Yehudit Arnon (יהודית ארנון; 15 October 1926 – 17 August 2013) was an Israeli dancer and choreographer.

== Biography ==
Yehudit Arnon was born on 15 October 1926 in Komárno, Czechoslovakia to Ludwig Schischa-Halevy and Elisabeth (Betty) Hoffmann. On 11 June 1944 Arnon and her parents were sent to Auschwitz. Upon arriving, she requested to stay with her sickly mother but instead was sent with the other young people to the Birkenau camp while her mother was sent to the gas chambers. She escaped the concentration camp in May 1945 when the Red Army arrived. After escaping, she reached Budapest and began teaching dance. There, she met Yedidya Ahronfeld, whom she married on 16 June 1946. The couple moved to Palestine in 1948, settling in Kibbutz Ga’aton, Israel where she lived until her death.

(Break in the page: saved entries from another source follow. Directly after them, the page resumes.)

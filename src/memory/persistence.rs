//! JSON 文件持久化
//!
//! 读：文件不存在时返回 None；写：先写同目录临时文件再 rename，读者不会看到写了一半的文件。

use std::path::{Path, PathBuf};

use serde::de::DeserializeOwned;
use serde::Serialize;
use thiserror::Error;

/// 记忆 / 偏好存储的读写错误
#[derive(Error, Debug)]
pub enum StoreError {
    #[error("IO error: {0}")]
    Io(#[from] std::io::Error),

    #[error("JSON error: {0}")]
    Json(#[from] serde_json::Error),
}

/// 单文件 JSON 存储
#[derive(Debug, Clone)]
pub struct JsonFile {
    path: PathBuf,
}

impl JsonFile {
    pub fn new(path: impl AsRef<Path>) -> Self {
        Self {
            path: path.as_ref().to_path_buf(),
        }
    }

    pub fn path(&self) -> &Path {
        &self.path
    }

    pub fn load<T: DeserializeOwned>(&self) -> Result<Option<T>, StoreError> {
        if !self.path.exists() {
            return Ok(None);
        }
        let data = std::fs::read_to_string(&self.path)?;
        Ok(Some(serde_json::from_str(&data)?))
    }

    /// 同 load，在异步路径上使用
    pub async fn load_async<T: DeserializeOwned>(&self) -> Result<Option<T>, StoreError> {
        match tokio::fs::read_to_string(&self.path).await {
            Ok(data) => Ok(Some(serde_json::from_str(&data)?)),
            Err(e) if e.kind() == std::io::ErrorKind::NotFound => Ok(None),
            Err(e) => Err(e.into()),
        }
    }

    /// 同 save，在异步路径上使用
    pub async fn save_async<T: Serialize>(&self, value: &T) -> Result<(), StoreError> {
        if let Some(parent) = self.path.parent() {
            tokio::fs::create_dir_all(parent).await?;
        }
        let tmp = self.tmp_path();
        tokio::fs::write(&tmp, serde_json::to_string_pretty(value)?).await?;
        tokio::fs::rename(&tmp, &self.path).await?;
        Ok(())
    }

    fn tmp_path(&self) -> PathBuf {
        let mut tmp = self.path.clone().into_os_string();
        tmp.push(".tmp");
        PathBuf::from(tmp)
    }

    /// 原子写入；父目录不存在时自动创建
    pub fn save<T: Serialize>(&self, value: &T) -> Result<(), StoreError> {
        if let Some(parent) = self.path.parent() {
            std::fs::create_dir_all(parent)?;
        }
        let tmp = self.tmp_path();
        std::fs::write(&tmp, serde_json::to_string_pretty(value)?)?;
        std::fs::rename(&tmp, &self.path)?;
        Ok(())
    }
}

/// 用户 ID → 文件名安全片段
pub fn sanitize_user_id(user_id: &str) -> String {
    user_id
        .chars()
        .map(|c| {
            if c.is_alphanumeric() || c == '_' || c == '-' {
                c
            } else {
                '_'
            }
        })
        .collect()
}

Arnon established the Kibbutz Contemporary Dance Company (KCDC) in 1970. She served as the artistic director and CEO until 1996. "In June 1997, Arnon received the Distinguished Artist Award of the International Society for the Performing Arts in recognition of her extraordinary contributions of creative talent and inspiration to the world of dance". Arnon was awarded the Israel Prize in 1998 which is Israel's highest award for her achievements in education and the performing arts during her lifetime.

Yehudit Arnon died on 17 August 2013, at 87 years of age.